MAN’S RUIN AND RISE.

Such, then, is another instance of philanthropy, in one of the humblest of mankind. After this, why wait for some costly apparatus for doing good? Why delay the attempt to make the world better, however humble our sphere may be, when we see one so lowly, yet so honoured—so poor, yet making so many others rich? Nay, with the grace of God in the heart, and love to souls as its invariable attendant, be it the felt duty, the privilege, the resolute vow of all, even in the workshop, to seek to convert some sinner from the error of his ways, and thereby hide a multitude of sins.—As one wanders over the Seven Hills of Rome, he may often pick up a marble fragment of a frieze, a portion of a capital, a volute, or a triglyph, telling of the grandeur which once was there, when the palace of the Cæsars crowned more than one of the hills, and the “Golden House” of Nero formed the glory of the whole. MAN’S RUIN
AND RISE. And, in like manner, amid the ruins and the debris of our fallen nature, we sometimes find what reminds us of its primal glory, and of the depth to which it has fallen; and yet assuring us, that fallen though it be, it may not have fallen for ever. Benefactors to humanity, like Harlan Page and John Pounds, occupy that rank among men.

SERVING THE LORD.

SERVING
THE LORD. There is no weariness to him who works for Christ: he is willing to spend and be spent. No sullen drudgery is his, as if work were only a doom—nay, rather cheerful work from a glad, emancipated spirit, and joy in God through our Lord Jesus Christ. That sweetens toil; that braces the arm; that nerves man’s spirit for all that can ever come; and even his daily work, as a husbandman, or an artizan, is thus spiritualized into a service to his God.

CHAPTER IV.

RELIGION IN THE MARKET-PLACE.

Let not the design of these chapters be forgotten.

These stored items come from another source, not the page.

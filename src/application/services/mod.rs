//! Application services
//!
//! ```text
//! telemetry ──► TelemetryIngress ──► StreamingWalletGuard ─┐
//!                     │                                     ├─► WalletStopDispatcher ─► SessionCommandFacade
//!                     ▼                                     │          │
//!              meter readings ──► PollingWalletGuard ───────┘    StopReasonStore
//!                                       │
//!                                SessionCostLedger
//! ```

mod ledger;
mod lifecycle;
mod polling_guard;
mod runner;
mod scheduled_charging;
mod session;
mod stop_reason;
mod streaming_guard;
mod telemetry;
mod wallet_stop;

#[cfg(test)]
pub(crate) mod testing;

pub use ledger::SessionCostLedger;
pub use lifecycle::SessionLifecycle;
pub use polling_guard::{
    poll_interval, PollingGuardConfig, PollingOutcome, PollingWalletGuard, DEFAULT_FLOOR_THRESHOLD,
};
pub use runner::{ScheduleRunner, WalletGuardRunner};
pub use scheduled_charging::{ScheduleAction, ScheduledChargingService};
pub use session::{SessionCommandFacade, StartOutcome, StartRejection};
pub use stop_reason::{StopReasonStore, SCHEDULER_STOP, STOP_BY_SERVER};
pub use streaming_guard::{
    LastEnergyCache, StreamingOutcome, StreamingWalletGuard, DEFAULT_FLAT_TAX_PERCENT,
};
pub use telemetry::{readings_from_ocpp, TelemetryIngress};
pub use wallet_stop::{StopDispatch, WalletStopDispatcher, DEFAULT_STOP_COOLDOWN};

There are few opinions more prevalent among men, than that religion is to be attended to only at certain places or on set occasions. While some entirely neglect it, and live from day to day without one solemn thought of God or the soul, others would attend to it only at fixed seasons, or when established usage calls them. At other times, religion is reckoned an intruder. It interferes with the pursuits, or it interrupts the pleasures of men. It must therefore be kept in its proper place, without venturing to appear in the ordinary business or the common intercourse of life.

The Romanist, accordingly, hurries to Mass; and that over, he hastens away to his holiday, his folly, and his sports. The formalist, whether Protestant or Romanist, complies with his routine, appears at church, or tells his beads, and then dismisses religion from his thoughts. The young leave religion to the old. The old often postpone its claims, till attention to it is useless, unless it could operate like a charm; and thus the one thing needful is the last thing that some will permit to obtain any ascendency over their minds.

THE ALIMENT OF THE SOUL.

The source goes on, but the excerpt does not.